* Aim of the exercise *
If a line of the material contains "username", copy it.

* Stored data *

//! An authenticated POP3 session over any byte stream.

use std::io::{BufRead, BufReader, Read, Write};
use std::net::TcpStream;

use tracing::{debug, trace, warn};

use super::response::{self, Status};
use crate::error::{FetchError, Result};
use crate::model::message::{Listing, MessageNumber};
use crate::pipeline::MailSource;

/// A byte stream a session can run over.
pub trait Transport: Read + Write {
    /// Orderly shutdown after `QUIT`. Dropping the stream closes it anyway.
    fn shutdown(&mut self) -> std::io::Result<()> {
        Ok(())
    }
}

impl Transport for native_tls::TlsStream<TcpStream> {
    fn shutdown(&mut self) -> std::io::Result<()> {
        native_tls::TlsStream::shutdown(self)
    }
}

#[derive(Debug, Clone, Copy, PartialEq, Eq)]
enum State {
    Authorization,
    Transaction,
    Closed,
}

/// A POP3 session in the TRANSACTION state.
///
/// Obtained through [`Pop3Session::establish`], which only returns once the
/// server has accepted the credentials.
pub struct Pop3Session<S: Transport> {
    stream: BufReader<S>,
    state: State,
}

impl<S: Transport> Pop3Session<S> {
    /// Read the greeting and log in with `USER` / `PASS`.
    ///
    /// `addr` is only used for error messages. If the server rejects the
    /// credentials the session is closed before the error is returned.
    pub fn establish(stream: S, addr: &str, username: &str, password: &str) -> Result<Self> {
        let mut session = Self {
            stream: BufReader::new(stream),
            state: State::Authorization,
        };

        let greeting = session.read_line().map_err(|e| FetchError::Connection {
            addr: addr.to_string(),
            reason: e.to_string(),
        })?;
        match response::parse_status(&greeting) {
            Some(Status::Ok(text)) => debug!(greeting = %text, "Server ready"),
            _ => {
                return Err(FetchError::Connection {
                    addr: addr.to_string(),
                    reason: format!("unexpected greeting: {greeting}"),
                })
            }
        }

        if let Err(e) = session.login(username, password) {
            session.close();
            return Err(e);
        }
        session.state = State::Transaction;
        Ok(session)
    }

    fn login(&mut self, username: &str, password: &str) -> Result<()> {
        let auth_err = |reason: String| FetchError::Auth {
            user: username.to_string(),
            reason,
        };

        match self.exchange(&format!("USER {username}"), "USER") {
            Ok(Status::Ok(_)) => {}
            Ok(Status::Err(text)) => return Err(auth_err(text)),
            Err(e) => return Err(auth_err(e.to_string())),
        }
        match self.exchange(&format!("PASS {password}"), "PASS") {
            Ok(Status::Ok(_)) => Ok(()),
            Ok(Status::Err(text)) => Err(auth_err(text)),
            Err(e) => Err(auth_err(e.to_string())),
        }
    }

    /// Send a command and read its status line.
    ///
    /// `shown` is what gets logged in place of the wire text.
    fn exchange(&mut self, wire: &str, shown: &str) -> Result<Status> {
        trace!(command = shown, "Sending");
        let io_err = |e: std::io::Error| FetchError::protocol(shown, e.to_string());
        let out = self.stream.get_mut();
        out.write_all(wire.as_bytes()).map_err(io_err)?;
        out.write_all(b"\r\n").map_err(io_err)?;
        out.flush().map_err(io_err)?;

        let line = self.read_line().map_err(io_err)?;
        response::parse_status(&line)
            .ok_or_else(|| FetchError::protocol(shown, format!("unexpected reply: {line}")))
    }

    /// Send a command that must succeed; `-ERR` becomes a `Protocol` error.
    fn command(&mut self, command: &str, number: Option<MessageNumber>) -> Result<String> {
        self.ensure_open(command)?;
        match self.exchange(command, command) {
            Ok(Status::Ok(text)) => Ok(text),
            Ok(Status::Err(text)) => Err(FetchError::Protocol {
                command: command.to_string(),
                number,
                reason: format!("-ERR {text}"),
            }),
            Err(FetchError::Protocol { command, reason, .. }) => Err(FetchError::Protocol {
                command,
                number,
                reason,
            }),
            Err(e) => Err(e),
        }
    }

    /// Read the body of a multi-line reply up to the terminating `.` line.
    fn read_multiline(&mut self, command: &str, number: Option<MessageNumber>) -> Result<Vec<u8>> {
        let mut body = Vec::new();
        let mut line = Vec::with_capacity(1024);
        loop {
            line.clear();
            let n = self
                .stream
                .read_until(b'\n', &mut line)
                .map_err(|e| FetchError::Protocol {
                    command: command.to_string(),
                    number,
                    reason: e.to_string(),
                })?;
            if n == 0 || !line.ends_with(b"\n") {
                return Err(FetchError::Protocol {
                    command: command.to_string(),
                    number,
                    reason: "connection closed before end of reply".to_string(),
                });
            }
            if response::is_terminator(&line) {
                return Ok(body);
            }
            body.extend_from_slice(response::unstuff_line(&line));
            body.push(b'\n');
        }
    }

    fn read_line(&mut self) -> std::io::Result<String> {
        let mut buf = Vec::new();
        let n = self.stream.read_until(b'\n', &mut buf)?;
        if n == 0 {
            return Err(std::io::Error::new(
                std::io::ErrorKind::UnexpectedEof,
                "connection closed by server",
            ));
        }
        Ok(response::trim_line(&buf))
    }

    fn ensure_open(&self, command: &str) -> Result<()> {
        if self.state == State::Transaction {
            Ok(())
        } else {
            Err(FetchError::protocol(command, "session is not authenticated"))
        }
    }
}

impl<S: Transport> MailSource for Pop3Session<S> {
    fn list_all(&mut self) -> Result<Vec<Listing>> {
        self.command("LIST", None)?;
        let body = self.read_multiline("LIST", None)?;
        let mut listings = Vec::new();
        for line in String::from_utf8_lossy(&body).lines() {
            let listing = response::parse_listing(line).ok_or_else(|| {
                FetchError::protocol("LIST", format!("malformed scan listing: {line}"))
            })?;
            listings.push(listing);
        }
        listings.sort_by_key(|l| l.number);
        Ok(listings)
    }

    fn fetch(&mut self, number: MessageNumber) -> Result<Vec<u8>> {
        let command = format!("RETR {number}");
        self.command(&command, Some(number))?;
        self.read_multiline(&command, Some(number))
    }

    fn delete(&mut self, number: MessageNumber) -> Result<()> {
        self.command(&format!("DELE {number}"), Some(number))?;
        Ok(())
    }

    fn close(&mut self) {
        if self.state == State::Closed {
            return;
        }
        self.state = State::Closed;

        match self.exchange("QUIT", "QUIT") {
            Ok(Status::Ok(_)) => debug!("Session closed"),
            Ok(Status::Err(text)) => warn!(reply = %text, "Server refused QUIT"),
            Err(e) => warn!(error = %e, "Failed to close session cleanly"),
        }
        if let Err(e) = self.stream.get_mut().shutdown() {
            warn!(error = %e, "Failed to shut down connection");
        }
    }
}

* Your solution *
    pub fn establish(stream: S, addr: &str, username: &str, password: &str) -> Result<Self> {
        if let Err(e) = session.login(username, password) {
    fn login(&mut self, username: &str, password: &str) -> Result<()> {
            user: username.to_string(),
        match self.exchange(&format!("USER {username}"), "USER") {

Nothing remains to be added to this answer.